Photon-counting detectors are being developed with the ability to sort incoming x-ray photons based on energy. This energy information enables improved material decomposition and overall image quality. Our laboratory developed a bench-top prototype spectral CT system capable of sorting photons into multiple energy bins. We are using the prototype system to develop reconstruction, calibration, and artifact correction methods for spectral CT and to study new applications of the technology. We have been collaborating with the University of Chicago on an exciting 'One-Step' material decomposition and reconstruction method.

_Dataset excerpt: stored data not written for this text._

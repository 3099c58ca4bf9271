//! Transport metadata attached to every envelope

use crate::schema::Operation;
use crate::types::{JsonValue, StringMap};
use url::Url;

/// Body payload of one request
#[derive(Debug, Clone, PartialEq, Eq)]
pub enum RequestBody {
    /// JSON-encoded body, sent as `application/json`
    Json(JsonValue),
    /// Plain string body, sent as `text/plain`
    Text(String),
}

/// The concrete values substituted into an operation descriptor for one
/// call. Retained on the response envelope so pagination can re-issue the
/// same logical query with a different page.
#[derive(Debug, Clone)]
pub struct RequestContext {
    /// The operation that was called
    pub operation: &'static Operation,
    /// Resolved path parameters
    pub path_params: StringMap,
    /// Resolved query parameters
    pub query_params: StringMap,
    /// Request body, if one was sent
    pub body: Option<RequestBody>,
}

impl RequestContext {
    /// Create a request context for one call
    pub fn new(
        operation: &'static Operation,
        path_params: StringMap,
        query_params: StringMap,
        body: Option<RequestBody>,
    ) -> Self {
        Self {
            operation,
            path_params,
            query_params,
            body,
        }
    }

    /// Create a context with no parameters at all
    pub fn bare(operation: &'static Operation) -> Self {
        Self::new(operation, StringMap::new(), StringMap::new(), None)
    }
}

/// Low-level facts about a completed exchange
#[derive(Debug, Clone)]
pub struct ResponseMeta {
    /// The status code of the response
    pub status: u16,
    /// The status message corresponding to the status code (e.g. `OK`)
    pub status_text: String,
    /// Whether the status was in the `200`–`299` range
    pub ok: bool,
    /// Whether the response is the result of a redirect
    pub redirected: bool,
    /// The final URL of the response
    pub url: Url,
    /// Response headers; keys are lower-cased
    pub headers: StringMap,
    /// The request this response answers
    pub request: RequestContext,
}

impl ResponseMeta {
    /// Look up a response header by name (case-insensitive)
    pub fn header(&self, name: &str) -> Option<&str> {
        self.headers.get(&name.to_ascii_lowercase()).map(String::as_str)
    }
}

Our research in spectral CT has been funded by multiple NIH grants.
Our laboratory is developing image processing and acquisition methods to improve the visualization of blood vessels in CT Angiography images. One recent project developed an algorithm to automatically determine the lowest-motion phase for coronary artery CT reconstruction based on image quality metrics. This algorithm was translated into product and was released by GE Healthcare in 2016 as the 'SmartPhase' feature on the Revolution CT system. Our newest project is investigating advanced bolus tracking techniques to improve the timing of peripheral run off scans. These projects have been funded by the GE Healthcare.